Since establishing diplomatic relations with the People’s Republic of China (PRC) in 1973, Spain has seen itself as an honest broker, maintaining a position of friendship with the PRC (above all through a scrupulous policy of “non-interference in internal affairs” vital to the PRC such as Taiwan or human rights) but never managing to establish a true partnership. Despite their having signed a comprehensive partnership agreement in 2018, and the fact that on several occasions Spain took the initiative of calming tensions between the EU and China, different factors and priorities continue to push this relationship to the periphery of Spanish foreign policy. Paradoxically, in spite of the rise of Asia-Pacific for the Spanish Foreign Policy since middle 90s, and the launch of successive Asia-Pacific Plans from 2000 forward, including the current “A Strategic Vision for Spain in Asia 2018-2022”, the Spanish position has been more reactive than proactive and Spain has progressively had to approach the PRC because it has been increasing its presence and interests in the areas which have traditionally been of vital importance to Spain: Europe (EU), the Mediterranean, Latin America and the relationship with the United States.
Above all, Spain as a member of the EU, has largely maintained the default position of the European Union, as opposed to consciously developing its own stances which are truly autonomous from those of the EU, except perhaps in Latin America and the Mediterranean. Further complicating the matter are several structural and unique problems that will shape its foreign policy, both generally but especially where the PRC is concerned. Chief among the structural issues at play is the loss of weight Spain holds within the EU. The main reasons for this shift include internal political weakness, the country’s reduced economic power since 2008 and an increased dependence on the EU. The reduction in weight and dependence has been clearly seen in the last negotiations of the investment agreement with the PRC where Spain together with other states as such as Italy and Poland criticized the German Presidency of the EU Council for ignoring calls for more precaution and for risks in alienating incoming US President Joe Biden.
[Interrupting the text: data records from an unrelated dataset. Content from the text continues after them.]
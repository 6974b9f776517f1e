//! Error types for inkwright.
//!
//! Uses `thiserror` for structured error types that map to exit codes.
//!
//! ## Error Taxonomy
//!
//! Errors are categorized into seven main categories:
//! - **Validation**: Input text or provider/model names rejected before dispatch
//! - **Credentials**: Missing or malformed API keys
//! - **Network**: Timeout, connection, or transport issues
//! - **Provider**: Upstream API errors and unusable response bodies
//! - **Configuration**: Config file parsing, validation, or missing values
//! - **Storage**: Persisted key/selection/settings files unreadable or unwritable
//! - **Internal**: Unexpected errors, bugs, or unclassified issues
//!
//! Each error has a stable error code (e.g., `INKW-A001`) for programmatic
//! handling.
//!
//! ## Propagation policy
//!
//! Only `Validation` and `Credentials` errors may reach a caller of
//! [`crate::core::orchestrator::Orchestrator::process_text`]; `Provider` and
//! `Network` errors are absorbed by the offline fallback and exist here for
//! the dispatcher's internal reporting and for structured logging of the
//! downgrade.
//!
//! ## Fix Suggestions
//!
//! Each error type can provide actionable fix suggestions via the
//! [`InkwrightError::fix_suggestions()`] method. Suggestions include:
//! - Commands to run (copy-paste ready)
//! - Context explaining why the error occurred
//! - Prevention tips for the future
//! - Documentation links when available

pub mod suggestions;

use thiserror::Error;

pub use suggestions::FixSuggestion;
One of the new problems would be Spain’s view on the PRC. Although the unfavorable opinion about the PRC in the Spanish public opinion reached its peak in 2020, mainly resulting from the PRC’s and President Xi Jinping’s mishandling of the Sars-CoV-2 pandemic (according to a 2020 Pew Research Center study), this has been a constant trend for the last 20 years, going from a 21% negative vision to 63%. Another factor is the setback received by Huawei’s 5G technology: the US, UK, Australia, New Zealand and Japan have banned Huawei’s instruments, while India and Canada are expected to impose a ban in the future. In the case of the EU, most countries, including France and Germany, have not banned Huawei. However, the main Spanish telecommunications company, Telefonica, plans to reduce the purchase of 5G equipment from Huawei.
Nevertheless, during a visit to Spain in September 2020 of the Director of the Central Foreign Affairs Commission for the Chinese Communist Party, Yang Jiechi (parallel to PRC Foreign Minister Wang Yi’s visit to five European countries probably aimed to securing support for the EU-PRC investment agreement), the Spanish Prime Minister, Pedro Sánchez, underlined that relations between the two countries are going through a “very sound” period. Probably Sánchez would like to extend the Integral Strategic Association within the framework of the Joint Declaration signed in 2018, during the State visit by Xi Jinping to Spain. However, Spanish support for greater strategic autonomy for Europe implies caution in dealing with China: for instance, to avoid getting caught up in disputes between the United States and the PRC, and in debt diplomacy in the face of the economic crisis it is going through. China’s investments in Spain have grown by 800% since 2014, including Chinese holdings in the ports of Valencia and Bilbao. China’s economic and strategic commitments to Spain directly affect the EU. In addition, by focusing on Spain and other states considered weaker such as Portugal, the PRC seeks to consolidate the assets they have already acquired in both countries despite the reserves of other member states of the European Union: Chinese investments in absolute figures are higher in UK and in Germany, but as a percentage of GDP, they are higher in Spain and Portugal, and the amount of Spanish sovereign debt in Chinese hands has been around 6%.
Thus, at the bilateral level, the PRC’s substantial increase in power is taking place in parallel to the decline in power and influence of Spain in two geopolitical key spheres: the European Union and Latin America, where China’s preferences run through other alternatives, focusing their attention on a more direct relationship with the most important actors. The EU’s international loss of weight is operating in China a substantial shift in focus. The PRC is perfectly clear that the main way to gain influence in European politics today is to strengthen interdependence with the main capitals in a circular and enveloping strategy that includes the Central and East European Member States and by outflanking Brussels. China has been working tirelessly to achieve its aims in Europe, and Spain must act quickly to capitalize on the opportunity. Other better positioned actors continue to gain favour and strategies ties with the PRC. The longstanding political harmony between the two will continue to lose value over time, as too will their chance to turn their “understanding” into a meaningful and mutually beneficial partnership.
The opinions expressed are solely those of the authors and do not necessarily reflect the opinions of the Ministry of Foreign Affairs and International Cooperation and ISPI.